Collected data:
use std::io;
use std::path::PathBuf;

use thiserror::Error;

/// Contract violations raised by grid access.
#[derive(Debug, Clone, Copy, PartialEq, Eq, Error)]
pub enum GridError {
    /// The grid has not been initialized yet.
    #[error("tile grid is not initialized")]
    Uninitialized,
    /// Requested grid size has a non-positive dimension.
    #[error("invalid grid size {width}x{height}: both dimensions must be positive")]
    InvalidSize {
        /// Requested width.
        width: i32,
        /// Requested height.
        height: i32,
    },
    /// Coordinates fall outside the initialized grid.
    #[error("tile {x},{y} is outside the initialized size {width}x{height}")]
    OutOfBounds {
        /// Requested column.
        x: i32,
        /// Requested row.
        y: i32,
        /// Grid width.
        width: usize,
        /// Grid height.
        height: usize,
    },
}

/// Errors raised while reading a sprite manifest.
#[derive(Debug, Error)]
pub enum ManifestError {
    /// File I/O error.
    #[error("failed to read {path}: {source}")]
    Io {
        /// Manifest path.
        path: PathBuf,
        /// Underlying error.
        #[source]
        source: io::Error,
    },
    /// JSON parse error.
    #[error("failed to parse {path}: {source}")]
    Json {
        /// Manifest path.
        path: PathBuf,
        /// Underlying error.
        #[source]
        source: serde_json::Error,
    },
    /// Unsupported file format (non-JSON).
    #[error("unsupported manifest format: {0}")]
    UnsupportedFormat(PathBuf),
    /// Manifest values that cannot drive a viewport.
    #[error("invalid manifest: {0}")]
    Invalid(String),
}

→ **The problem**
Each entry above should be retyped exactly, with nothing missed.

→ **Answer space**
use std::io;
use std::path::PathBuf;

use thiserror::Error;

/// Contract violations raised by grid access.
#[derive(Debug, Clone, Copy, PartialEq, Eq, Error)]
pub enum GridError {
    /// The grid has not been initialized yet.
    #[error("tile grid is not initialized")]
    Uninitialized,
    /// Requested grid size has a non-positive dimension.
    #[error("invalid grid size {width}x{height}: both dimensions must be positive")]
    InvalidSize {
        /// Requested width.
        width: i32,
        /// Requested height.
        height: i32,
    },
    /// Coordinates fall outside the initialized grid.
    #[error("tile {x},{y} is outside the initialized size {width}x{height}")]
    OutOfBounds {
        /// Requested column.
        x: i32,
        /// Requested row.
        y: i32,
        /// Grid width.
        width: usize,
        /// Grid height.
        height: usize,
    },
}

/// Errors raised while reading a sprite manifest.
#[derive(Debug, Error)]
pub enum ManifestError {
    /// File I/O error.
    #[error("failed to read {path}: {source}")]
    Io {
        /// Manifest path.
        path: PathBuf,
        /// Underlying error.
        #[source]
        source: io::Error,
    },
    /// JSON parse error.
    #[error("failed to parse {path}: {source}")]
    Json {
        /// Manifest path.
        path: PathBuf,
        /// Underlying error.
        #[source]
        source: serde_json::Error,
    },
    /// Unsupported file format (non-JSON).
    #[error("unsupported manifest format: {0}")]
    UnsupportedFormat(PathBuf),
    /// Manifest values that cannot drive a viewport.
    #[error("invalid manifest: {0}")]
    Invalid(String),
}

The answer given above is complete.